Smithtown Councilwoman Lynne Nowick, shown in 2017, said the town is...

Smithtown Councilwoman Lynne Nowick, shown in 2017, said the town is reviewing changes to its anti-bias task force. Credit: Newsday/Thomas A. Ferrara

Smithtown officials have indefinitely delayed new appointments to the town’s anti-bias task force, citing plans to revamp the group to promote greater community participation.

Town Supervisor Edward Wehrheim and Councilwoman Lynne Nowick said they were reviewing changes Islip made to its task force last year and could use that as a model.

Islip’s task force, rebranded as the Unity Council, focuses on strengthening connections with adults to overcome discrimination, its leaders said last year. That group includes religious leaders, nonprofit directors, and school, hospital and elected officials. The council has coordinated an address by a Holocaust survivor and a ceremony on International Holocaust Remembrance Day.

“The Unity Council seems more to be trying to bring people together, rather than react” to bias incidents, Nowick said. A revamped Smithtown group would share that focus, she and Wehrheim said. They did not give a timeline for the change, and the Smithtown task force chair, Maria LaMalfa, was not available to comment.

Created in 1994

Town officials have said the 12-member volunteer group, created in 1994, was largely inoperative by 2019, when LaMalfa was appointed. Under her leadership it has sponsored events such as a bias awareness art show and a Pride Month picnic scheduled for June.
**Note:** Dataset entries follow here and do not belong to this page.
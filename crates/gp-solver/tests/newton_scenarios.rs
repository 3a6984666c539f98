//! Newton solver on small closed-form systems.

use gp_solver::jacobian::{assembled_jacobian, problem_difference_jacobian};
use gp_solver::{
    MatrixHandler, NewtonConfig, NewtonSolver, Problem, SolveOptions, SolverError, Timestep,
};
use nalgebra::{DMatrix, DVector, Matrix2, Vector2};

/// `F(x) = A x + b` with `A = [[2, 1], [0, 3]]`, `b = (1, 0)`. Root at `(-0.5, 0)`.
struct Linear;

impl Problem for Linear {
    fn evaluate(&self, rootvalues: &mut DVector<f64>, _: &Timestep<'_>, x: &DVector<f64>) {
        let a = Matrix2::new(2.0, 1.0, 0.0, 3.0);
        let y = a * Vector2::new(x[0], x[1]) + Vector2::new(1.0, 0.0);
        rootvalues.copy_from_slice(y.as_slice());
    }

    fn d_evaluate_d_new_state(
        &self,
        jacobian: &mut dyn MatrixHandler,
        _: &Timestep<'_>,
        _: &DVector<f64>,
    ) {
        jacobian.add_to_coefficient(0, 0, 2.0);
        jacobian.add_to_coefficient(0, 1, 1.0);
        jacobian.add_to_coefficient(1, 1, 3.0);
    }
}

/// `F(x) = A (x * x) + b` with `A = [[1, 1], [0, 1]]`, `b = (9, 0)`. No real root.
struct Squares;

impl Problem for Squares {
    fn evaluate(&self, rootvalues: &mut DVector<f64>, _: &Timestep<'_>, x: &DVector<f64>) {
        rootvalues[0] = x[0] * x[0] + x[1] * x[1] + 9.0;
        rootvalues[1] = x[1] * x[1];
    }

    fn d_evaluate_d_new_state(
        &self,
        jacobian: &mut dyn MatrixHandler,
        _: &Timestep<'_>,
        x: &DVector<f64>,
    ) {
        jacobian.add_to_coefficient(0, 0, 2.0 * x[0]);
        jacobian.add_to_coefficient(0, 1, 2.0 * x[1]);
        jacobian.add_to_coefficient(1, 1, 2.0 * x[1]);
    }
}

/// `x0 = 1` and `x1 = 2 + c x0^2`. The `(1, 0)` entry only exists while the
/// coupling `c` is on.
struct Coupled {
    coupling: Option<f64>,
}

impl Problem for Coupled {
    fn evaluate(&self, rootvalues: &mut DVector<f64>, _: &Timestep<'_>, x: &DVector<f64>) {
        let c = self.coupling.unwrap_or(0.0);
        rootvalues[0] = x[0] - 1.0;
        rootvalues[1] = x[1] - 2.0 - c * x[0] * x[0];
    }

    fn d_evaluate_d_new_state(
        &self,
        jacobian: &mut dyn MatrixHandler,
        _: &Timestep<'_>,
        x: &DVector<f64>,
    ) {
        jacobian.add_to_coefficient(0, 0, 1.0);
        jacobian.add_to_coefficient(1, 1, 1.0);
        if let Some(c) = self.coupling {
            jacobian.add_to_coefficient(1, 0, -2.0 * c * x[0]);
        }
    }
}

fn solver(tolerance: f64, maximal_iterations: usize) -> NewtonSolver {
    NewtonSolver::new(NewtonConfig {
        tolerance,
        maximal_iterations,
        ..NewtonConfig::default()
    })
}

fn vector(a: f64, b: f64) -> DVector<f64> {
    DVector::from_vec(vec![a, b])
}

const FRESH: SolveOptions = SolveOptions {
    new_jacobian_structure: true,
    use_full_jacobian: false,
};

#[test]
fn linear_system_converges_in_one_iteration() {
    let last = vector(0.0, 0.0);
    let step = Timestep {
        last_time: 0.0,
        new_time: 1.0,
        last_state: &last,
    };
    for start in [vector(5.0, 3.0), vector(100.0, -7.0)] {
        let mut solver = solver(1e-12, 10_000);
        let mut x = start.clone();
        let outcome = solver.solve(&mut x, &Linear, &step, FRESH).unwrap();
        assert!(outcome.success, "from {start}");
        assert_eq!(outcome.used_iterations, 1);
        assert!((x[0] + 0.5).abs() < 1e-12);
        assert!(x[1].abs() < 1e-12);
    }
}

#[test]
fn start_at_root_needs_no_iteration() {
    let last = vector(0.0, 0.0);
    let step = Timestep {
        last_time: 0.0,
        new_time: 1.0,
        last_state: &last,
    };
    let mut solver = solver(1e-12, 10);
    let mut x = vector(-0.5, 0.0);
    let outcome = solver.solve(&mut x, &Linear, &step, FRESH).unwrap();
    assert!(outcome.success);
    assert_eq!(outcome.used_iterations, 0);
    assert_eq!(outcome.residual, 0.0);
    // Nothing was assembled.
    assert_eq!(solver.number_of_nonzeros(), 0);
}

#[test]
fn singular_jacobian_is_a_numerical_problem() {
    let last = vector(0.0, 0.0);
    let step = Timestep {
        last_time: 0.0,
        new_time: 1.0,
        last_state: &last,
    };
    let mut solver = solver(1e-12, 100);
    let mut x = last.clone();
    let err = solver.solve(&mut x, &Squares, &step, FRESH).unwrap_err();
    assert!(matches!(err, SolverError::NumericalProblem { .. }));
    assert!(err.to_string().contains("non-invertible"));
}

#[test]
fn iteration_budget_is_reported_not_raised() {
    let last = vector(0.0, 0.0);
    let step = Timestep {
        last_time: 0.0,
        new_time: 1.0,
        last_state: &last,
    };
    let options = SolveOptions {
        new_jacobian_structure: true,
        use_full_jacobian: true,
    };
    for budget in [3, 5] {
        let mut solver = solver(1e-12, budget);
        let mut x = vector(1.0, 1.0);
        let outcome = solver.solve(&mut x, &Squares, &step, options).unwrap();
        assert!(!outcome.success);
        assert_eq!(outcome.used_iterations, budget);
        assert!(outcome.residual > 9.0);
    }
}

#[test]
fn simplified_newton_runs_into_minimal_stepsize() {
    // With the first Jacobian frozen the corrector test never passes.
    let last = vector(0.0, 0.0);
    let step = Timestep {
        last_time: 0.0,
        new_time: 1.0,
        last_state: &last,
    };
    let mut solver = solver(1e-12, 100);
    let mut x = vector(1.0, 1.0);
    let err = solver.solve(&mut x, &Squares, &step, FRESH).unwrap_err();
    assert!(err.to_string().contains("Minimal stepsize"));
}

#[test]
fn jacobian_is_reused_across_solves() {
    let last = vector(0.0, 0.0);
    let step = Timestep {
        last_time: 0.0,
        new_time: 1.0,
        last_state: &last,
    };
    let mut solver = solver(1e-12, 10);
    let mut x = vector(5.0, 3.0);
    solver.solve(&mut x, &Linear, &step, FRESH).unwrap();
    assert_eq!(solver.number_of_nonzeros(), 3);

    let mut x = vector(-4.0, 2.0);
    let outcome = solver
        .solve(&mut x, &Linear, &step, SolveOptions::default())
        .unwrap();
    assert!(outcome.success);
    assert_eq!(solver.number_of_nonzeros(), 3);

    // Rebuilding an unchanged pattern keeps the symbolic factorization.
    let mut x = vector(7.0, -1.0);
    assert!(solver.solve(&mut x, &Linear, &step, FRESH).unwrap().success);
    assert_eq!(solver.factorization().number_of_analyses(), 1);
}

#[test]
fn new_jacobian_entry_forces_a_rebuild() {
    let last = vector(0.0, 0.0);
    let step = Timestep {
        last_time: 0.0,
        new_time: 1.0,
        last_state: &last,
    };
    let mut solver = solver(1e-12, 20);
    let mut problem = Coupled { coupling: None };
    let mut x = vector(5.0, 5.0);
    assert!(solver.solve(&mut x, &problem, &step, FRESH).unwrap().success);
    assert_eq!(solver.number_of_nonzeros(), 2);
    assert_eq!(solver.factorization().number_of_analyses(), 1);

    problem.coupling = Some(3.0);
    let options = SolveOptions {
        new_jacobian_structure: false,
        use_full_jacobian: true,
    };
    let outcome = solver.solve(&mut x, &problem, &step, options).unwrap();
    assert!(outcome.success, "{outcome:?}");
    assert!((x[0] - 1.0).abs() < 1e-12);
    assert!((x[1] - 5.0).abs() < 1e-10);

    let jacobian = solver.jacobian().unwrap();
    assert_eq!(jacobian.nnz(), 3);
    assert!(jacobian.get_entry(1, 0).is_some_and(|e| e.into_value() == -6.0));
    assert_eq!(solver.factorization().number_of_analyses(), 2);
}

#[test]
fn mismatched_last_state_is_rejected() {
    let last = DVector::zeros(3);
    let step = Timestep {
        last_time: 0.0,
        new_time: 1.0,
        last_state: &last,
    };
    let mut solver = solver(1e-12, 10);
    let mut x = vector(1.0, 1.0);
    assert!(matches!(
        solver.solve(&mut x, &Linear, &step, FRESH),
        Err(SolverError::DimensionMismatch { .. })
    ));
}

#[test]
fn analytic_jacobian_matches_differences() {
    let last = vector(0.0, 0.0);
    let step = Timestep {
        last_time: 0.0,
        new_time: 1.0,
        last_state: &last,
    };
    let x = vector(1.5, -0.25);
    let exact = DMatrix::from(&assembled_jacobian(&Squares, &step, &x));
    let approx = problem_difference_jacobian(&Squares, &step, &x, 1e-6);
    assert!((exact - approx).abs().max() < 1e-8);
}
use core::fmt;
use core::num::NonZeroU32;

/// Compact handle into one of the network arenas.
///
/// - `u32` keeps node/edge back-reference lists small
/// - `NonZero` lets `Option<Id>` stay the size of `Id`
#[derive(Clone, Copy, PartialEq, Eq, Hash, PartialOrd, Ord)]
pub struct Id(NonZeroU32);

impl Id {
    /// Create an Id from a 0-based arena slot by storing slot+1.
    pub fn from_index(index: u32) -> Self {
        Self(NonZeroU32::MIN.saturating_add(index))
    }

    /// Recover the 0-based arena slot.
    pub fn index(self) -> u32 {
        self.0.get() - 1
    }

    /// Arena slot as `usize`, for indexing vectors.
    pub fn slot(self) -> usize {
        self.index() as usize
    }
}

impl fmt::Debug for Id {
    fn fmt(&self, f: &mut fmt::Formatter<'_>) -> fmt::Result {
        write!(f, "Id({})", self.index())
    }
}

impl fmt::Display for Id {
    fn fmt(&self, f: &mut fmt::Formatter<'_>) -> fmt::Result {
        write!(f, "{}", self.index())
    }
}

/// Domain-specific handle aliases (no runtime cost).
pub type NodeId = Id;
pub type EdgeId = Id;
Task force nominee Amy Fortunato is a retired pastor active in...

Task force nominee Amy Fortunato is a retired pastor active in local Democratic causes. Credit: Jessica Rotkiewicz

The town board’s decision April 20 to table the new appointments leaves prospective appointees Jay Fried and Amy Fortunato in limbo. Fried, 48, is a Smithtown parent who works in higher education and has volunteered for task-force outreach events. Amy Fortunato, 63, is a retired pastor active in Democratic causes.
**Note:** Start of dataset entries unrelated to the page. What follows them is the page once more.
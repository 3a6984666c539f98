//! Buses of the power grid.
//!
//! Every bus holds `(V, phi)`: voltage magnitude and phase angle. With the
//! shunt admittance `(G, B)` of the bus and the admittances `(G_ik, B_ik)`
//! of the transmission lines to its neighbours `k`, the injected power is
//!
//! ```text
//! P = G V^2 + sum_k V V_k (G_ik cos(phi - phi_k) + B_ik sin(phi - phi_k))
//! Q = -B V^2 + sum_k V V_k (G_ik sin(phi - phi_k) - B_ik cos(phi - phi_k))
//! ```
//!
//! A bus fixes two of `(P, Q, V, phi)`, depending on its kind.

use gp_core::{BoundaryValue, ControlValue, InitialValue};
use gp_solver::MatrixHandler;
use nalgebra::DVector;
use rand::SeedableRng;
use rand::rngs::StdRng;

use crate::error::{ComponentError, ComponentResult};
use crate::indices::IndexRange;
use crate::stochastic::{euler_maruyama_oup_relative, stable_number_of_oup_steps};
use crate::traits::{Equation, Stateful, Step, Switchable};

/// A transmission line as seen from one of its ends.
#[derive(Debug, Clone, Copy, PartialEq)]
pub struct Coupling {
    /// State index of the neighbour's voltage. Its phase follows.
    pub neighbor_start: usize,
    pub g: f64,
    pub b: f64,
}

/// Boundary values together with their value at the current step.
#[derive(Debug, Clone)]
pub struct Targets {
    values: BoundaryValue<2>,
    current: [f64; 2],
}

impl Targets {
    pub fn new(values: BoundaryValue<2>) -> Self {
        Self {
            values,
            current: [f64::NAN; 2],
        }
    }

    fn load(&mut self, time: f64) -> ComponentResult<()> {
        self.current = self.values.at(time)?;
        Ok(())
    }
}

/// Parameters of a load whose `(P, Q)` fluctuate around the boundary values.
#[derive(Debug, Clone, Copy, PartialEq)]
pub struct OupParameters {
    pub sigma_p: f64,
    pub theta_p: f64,
    pub sigma_q: f64,
    pub theta_q: f64,
    pub number_of_stochastic_steps: usize,
    /// Bound `a` on `theta * h`, with `0 < a < 2`.
    pub stability_parameter: f64,
}

#[derive(Debug, Clone)]
pub struct StochasticLoad {
    means: BoundaryValue<2>,
    parameters: OupParameters,
    current: Option<[f64; 2]>,
    rng: StdRng,
}

impl StochasticLoad {
    pub fn new(
        means: BoundaryValue<2>,
        parameters: OupParameters,
        seed: u64,
    ) -> ComponentResult<Self> {
        // Validates the stability parameter and the step count up front.
        stable_number_of_oup_steps(
            parameters.stability_parameter,
            parameters.theta_p,
            0.0,
            parameters.number_of_stochastic_steps,
        )?;
        Ok(Self {
            means,
            parameters,
            current: None,
            rng: StdRng::seed_from_u64(seed),
        })
    }

    /// Restart the process from the boundary values with a fresh generator.
    pub fn reseed(&mut self, seed: u64) {
        self.rng = StdRng::seed_from_u64(seed);
        self.current = None;
    }

    /// The `(P, Q)` drawn for the current step.
    pub fn current(&self) -> Option<[f64; 2]> {
        self.current
    }

    fn advance(&mut self, last_time: f64, new_time: f64) -> ComponentResult<()> {
        let start = match self.current {
            Some(current) => current,
            None => self.means.at(last_time)?,
        };
        let [mean_p, mean_q] = self.means.at(new_time)?;
        let delta_t = new_time - last_time;
        let params = self.parameters;

        let steps_p = stable_number_of_oup_steps(
            params.stability_parameter,
            params.theta_p,
            delta_t,
            params.number_of_stochastic_steps,
        )?;
        let p = euler_maruyama_oup_relative(
            start[0],
            params.theta_p,
            mean_p,
            delta_t,
            params.sigma_p,
            &mut self.rng,
            steps_p,
        );
        let steps_q = stable_number_of_oup_steps(
            params.stability_parameter,
            params.theta_q,
            delta_t,
            params.number_of_stochastic_steps,
        )?;
        let q = euler_maruyama_oup_relative(
            start[1],
            params.theta_q,
            mean_q,
            delta_t,
            params.sigma_q,
            &mut self.rng,
            steps_q,
        );
        self.current = Some([p, q]);
        Ok(())
    }
}

/// A plant that runs as a PV bus while its switch is on and as a slack bus
/// otherwise.
#[derive(Debug, Clone)]
pub struct SwitchedPlant {
    /// `(V, phi)` in slack mode.
    pub vphi: Targets,
    /// `(P, V)` in PV mode.
    pub pv: Targets,
    pub schedule: ControlValue<1>,
}

#[derive(Debug, Clone)]
pub enum PowerNodeKind {
    /// Fixes `(P, Q)`.
    Pq(Targets),
    /// Fixes `(P, V)`.
    Pv(Targets),
    /// Slack bus, fixes `(V, phi)`.
    Vphi(Targets),
    StochasticPq(Box<StochasticLoad>),
    SwitchedPowerplant(Box<SwitchedPlant>),
    /// Gas-fired plant fixing `(V, phi)` like a slack bus. Its active power
    /// is drawn from the gas side through a [`crate::GasPowerConnection`].
    ExternalPowerplant(Targets),
}

#[derive(Debug, Clone, Copy, PartialEq, Eq)]
enum Mode {
    Pq,
    Pv,
    Vphi,
}

#[derive(Debug, Clone)]
pub struct PowerNode {
    g: f64,
    b: f64,
    kind: PowerNodeKind,
    couplings: Vec<Coupling>,
    indices: IndexRange,
    switch_indices: IndexRange,
}

impl PowerNode {
    pub fn new(g: f64, b: f64, kind: PowerNodeKind) -> Self {
        Self {
            g,
            b,
            kind,
            couplings: Vec::new(),
            indices: IndexRange::new("state"),
            switch_indices: IndexRange::new("switch"),
        }
    }

    pub fn pq(g: f64, b: f64, boundary: BoundaryValue<2>) -> Self {
        Self::new(g, b, PowerNodeKind::Pq(Targets::new(boundary)))
    }

    pub fn pv(g: f64, b: f64, boundary: BoundaryValue<2>) -> Self {
        Self::new(g, b, PowerNodeKind::Pv(Targets::new(boundary)))
    }

    pub fn vphi(g: f64, b: f64, boundary: BoundaryValue<2>) -> Self {
        Self::new(g, b, PowerNodeKind::Vphi(Targets::new(boundary)))
    }

    pub fn external_powerplant(g: f64, b: f64, boundary: BoundaryValue<2>) -> Self {
        Self::new(g, b, PowerNodeKind::ExternalPowerplant(Targets::new(boundary)))
    }

    pub fn stochastic_pq(g: f64, b: f64, load: StochasticLoad) -> Self {
        Self::new(g, b, PowerNodeKind::StochasticPq(Box::new(load)))
    }

    pub fn switched_powerplant(
        g: f64,
        b: f64,
        vphi: BoundaryValue<2>,
        pv: BoundaryValue<2>,
        schedule: ControlValue<1>,
    ) -> Self {
        let plant = SwitchedPlant {
            vphi: Targets::new(vphi),
            pv: Targets::new(pv),
            schedule,
        };
        Self::new(g, b, PowerNodeKind::SwitchedPowerplant(Box::new(plant)))
    }

    pub fn kind(&self) -> &PowerNodeKind {
        &self.kind
    }

    pub fn kind_mut(&mut self) -> &mut PowerNodeKind {
        &mut self.kind
    }

    pub fn couplings(&self) -> &[Coupling] {
        &self.couplings
    }

    /// Wire the bus to its neighbours. Needs the neighbours' state indices.
    pub fn setup(&mut self, couplings: Vec<Coupling>) {
        self.couplings = couplings;
    }

    fn voltage(&self, state: &DVector<f64>) -> (f64, f64) {
        let start = self.start_state_index();
        (state[start], state[start + 1])
    }

    pub fn p(&self, state: &DVector<f64>) -> f64 {
        let (v, phi) = self.voltage(state);
        let mut p = self.g * v * v;
        for c in &self.couplings {
            let (v_k, phi_k) = (state[c.neighbor_start], state[c.neighbor_start + 1]);
            let (sin, cos) = (phi - phi_k).sin_cos();
            p += v * v_k * (c.g * cos + c.b * sin);
        }
        p
    }

    pub fn q(&self, state: &DVector<f64>) -> f64 {
        let (v, phi) = self.voltage(state);
        let mut q = -self.b * v * v;
        for c in &self.couplings {
            let (v_k, phi_k) = (state[c.neighbor_start], state[c.neighbor_start + 1]);
            let (sin, cos) = (phi - phi_k).sin_cos();
            q += v * v_k * (c.g * sin - c.b * cos);
        }
        q
    }

    /// Add `dP/dstate` to row `row`.
    pub fn add_p_derivative(
        &self,
        row: usize,
        jacobian: &mut dyn MatrixHandler,
        state: &DVector<f64>,
    ) {
        let start = self.start_state_index();
        let (v, phi) = self.voltage(state);
        let mut dp_dv = 2.0 * self.g * v;
        let mut dp_dphi = 0.0;
        for c in &self.couplings {
            let (v_k, phi_k) = (state[c.neighbor_start], state[c.neighbor_start + 1]);
            let (sin, cos) = (phi - phi_k).sin_cos();
            dp_dv += v_k * (c.g * cos + c.b * sin);
            dp_dphi += v * v_k * (-c.g * sin + c.b * cos);
            jacobian.add_to_coefficient(row, c.neighbor_start, v * (c.g * cos + c.b * sin));
            let dp_dphi_k = v * v_k * (c.g * sin - c.b * cos);
            jacobian.add_to_coefficient(row, c.neighbor_start + 1, dp_dphi_k);
        }
        jacobian.add_to_coefficient(row, start, dp_dv);
        jacobian.add_to_coefficient(row, start + 1, dp_dphi);
    }

    /// Add `dQ/dstate` to row `row`.
    pub fn add_q_derivative(
        &self,
        row: usize,
        jacobian: &mut dyn MatrixHandler,
        state: &DVector<f64>,
    ) {
        let start = self.start_state_index();
        let (v, phi) = self.voltage(state);
        let mut dq_dv = -2.0 * self.b * v;
        let mut dq_dphi = 0.0;
        for c in &self.couplings {
            let (v_k, phi_k) = (state[c.neighbor_start], state[c.neighbor_start + 1]);
            let (sin, cos) = (phi - phi_k).sin_cos();
            dq_dv += v_k * (c.g * sin - c.b * cos);
            dq_dphi += v * v_k * (c.g * cos + c.b * sin);
            jacobian.add_to_coefficient(row, c.neighbor_start, v * (c.g * sin - c.b * cos));
            let dq_dphi_k = -v * v_k * (c.g * cos + c.b * sin);
            jacobian.add_to_coefficient(row, c.neighbor_start + 1, dq_dphi_k);
        }
        jacobian.add_to_coefficient(row, start, dq_dv);
        jacobian.add_to_coefficient(row, start + 1, dq_dphi);
    }

    /// Equation mode and its two target values at the current step.
    fn mode(&self, switches: &DVector<f64>) -> (Mode, [f64; 2]) {
        match &self.kind {
            PowerNodeKind::Pq(t) => (Mode::Pq, t.current),
            PowerNodeKind::Pv(t) => (Mode::Pv, t.current),
            PowerNodeKind::Vphi(t) | PowerNodeKind::ExternalPowerplant(t) => {
                (Mode::Vphi, t.current)
            }
            PowerNodeKind::StochasticPq(load) => (Mode::Pq, load.current.unwrap_or([f64::NAN; 2])),
            PowerNodeKind::SwitchedPowerplant(plant) => {
                if switches[self.switch_indices.start()] != 0.0 {
                    (Mode::Pv, plant.pv.current)
                } else {
                    (Mode::Vphi, plant.vphi.current)
                }
            }
        }
    }
}

impl Stateful for PowerNode {
    fn number_of_states(&self) -> usize {
        2
    }

    fn state_indices(&self) -> &IndexRange {
        &self.indices
    }

    fn state_indices_mut(&mut self) -> &mut IndexRange {
        &mut self.indices
    }

    /// `initial` holds `(V, phi)`; its first sample is used.
    fn set_initial_values(
        &self,
        new_state: &mut DVector<f64>,
        initial: &InitialValue<2>,
    ) -> ComponentResult<()> {
        let start = self.start_state_index();
        let [v, phi] = initial.at(initial.first_argument())?;
        new_state[start] = v;
        new_state[start + 1] = phi;
        Ok(())
    }
}

impl Equation for PowerNode {
    fn evaluate(&self, rootvalues: &mut DVector<f64>, step: &Step<'_>) {
        let start = self.start_state_index();
        let state = step.new_state;
        let (v, phi) = self.voltage(state);
        let (mode, [first, second]) = self.mode(step.switches);
        let (r0, r1) = match mode {
            Mode::Pq => (self.p(state) - first, self.q(state) - second),
            Mode::Pv => (self.p(state) - first, v - second),
            Mode::Vphi => (v - first, phi - second),
        };
        rootvalues[start] = r0;
        rootvalues[start + 1] = r1;
    }

    fn d_evaluate_d_new_state(&self, jacobian: &mut dyn MatrixHandler, step: &Step<'_>) {
        let start = self.start_state_index();
        let state = step.new_state;
        match self.mode(step.switches).0 {
            Mode::Pq => {
                self.add_p_derivative(start, jacobian, state);
                self.add_q_derivative(start + 1, jacobian, state);
            }
            Mode::Pv => {
                self.add_p_derivative(start, jacobian, state);
                jacobian.add_to_coefficient(start + 1, start, 1.0);
            }
            Mode::Vphi => {
                jacobian.add_to_coefficient(start, start, 1.0);
                jacobian.add_to_coefficient(start + 1, start + 1, 1.0);
            }
        }
    }

    fn d_evaluate_d_last_state(&self, _jacobian: &mut dyn MatrixHandler, _step: &Step<'_>) {}

    fn prepare_timestep(&mut self, last_time: f64, new_time: f64) -> ComponentResult<()> {
        match &mut self.kind {
            PowerNodeKind::Pq(t)
            | PowerNodeKind::Pv(t)
            | PowerNodeKind::Vphi(t)
            | PowerNodeKind::ExternalPowerplant(t) => t.load(new_time),
            PowerNodeKind::StochasticPq(load) => load.advance(last_time, new_time),
            PowerNodeKind::SwitchedPowerplant(plant) => {
                plant.vphi.load(new_time)?;
                plant.pv.load(new_time)
            }
        }
    }
}

impl Switchable for PowerNode {
    fn number_of_switches(&self) -> usize {
        match self.kind {
            PowerNodeKind::SwitchedPowerplant(_) => 1,
            _ => 0,
        }
    }

    fn switch_indices(&self) -> &IndexRange {
        &self.switch_indices
    }

    fn switch_indices_mut(&mut self) -> &mut IndexRange {
        &mut self.switch_indices
    }

    fn set_switches(&self, switches: &mut DVector<f64>, time: f64) -> ComponentResult<()> {
        if let PowerNodeKind::SwitchedPowerplant(plant) = &self.kind {
            let [on] = plant.schedule.at(time)?;
            if !on.is_finite() {
                return Err(ComponentError::configuration(format!(
                    "switch value at t = {time} is not finite"
                )));
            }
            switches[self.switch_indices.start()] = on;
        }
        Ok(())
    }
}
Another resolution, which called for the removal of task force members Barbara Bernard, William Holst, Carmen Quinones and Rabbi Abe Rabinovich, also was tabled. Nowick said the members “weren’t active — they’d moved on to other things.”

Holst said at the board meeting he had served on the task force since the mid-1990s and did not seek reappointment because of other commitments. Rabinovich said Tuesday he moved off Long Island last summer. Bernard and Quinones could not be reached Tuesday.

Protesting the nominees

Wehrheim said his office had fielded emails and phone calls opposing the appointments of Fried and Fortunato, but said the board’s decision was based on the planned revamp, not the complaints, which he said were a reaction to a town hire that stalled earlier this year.

Fortunato participated in a January Town Hall protest opposing the hiring of Long Island Loud Majority leader Kevin W. Smith to a part-time job as town videographer. Smith was offered the position but did not take it, according to Wehrheim.

The Suffolk County-based Long Island Loud Majority, whose work is intended to “energize conservatives from coast to coast,” according to its Twitter account, last year was labeled an “extreme antigovernment” group by the Southern Poverty Law Center, a description its founders said was inaccurate.

Jay Fried, a Smithtown parent who works in higher education...

Jay Fried, a Smithtown parent who works in higher education and has volunteered for the task force also is a nominee. Credit: James Carbone

Fried last year criticized one of the group’s founders in a letter to Newsday but said he did not participate in the January rally. In a text message Monday, Fried said, “I know there is a process, and I respect it. . . . It would be an honor to be appointed.”

Fortunato said she looked “forward to being an active member” of the rebranded task force.

Wehrheim said the town would not consider politics in its hiring and that Fried and Fortunato could be appointed in the future.

Graduation incident genesis

Smithtown’s task force was created after a 1993 incident where two Commack High School seniors painted swastikas and antisemitic slurs on the school’s track hours before graduation. According to the town’s website, the group was created “in consideration of the destructive effects of prejudice and discrimination and to address this ongoing problem.”

In 1994, the task force organized a community welcome for a Black family whose prospective home in Nesconset was set on fire days before they were set to sign purchase papers.

From 2018 to 2022, Suffolk police recorded four hate crimes and 10 hate incidents in the Fourth Precinct, which covers Smithtown. The department defines hate crimes as crimes committed because of a belief about the background of a person. Hate incidents are defined as bias-related acts against a protected class of people, whether lawful or not.

Countywide last year, police investigated 20 hate crimes and 52 hate incidents.

Police on Tuesday announced creation of a hate crimes hotline.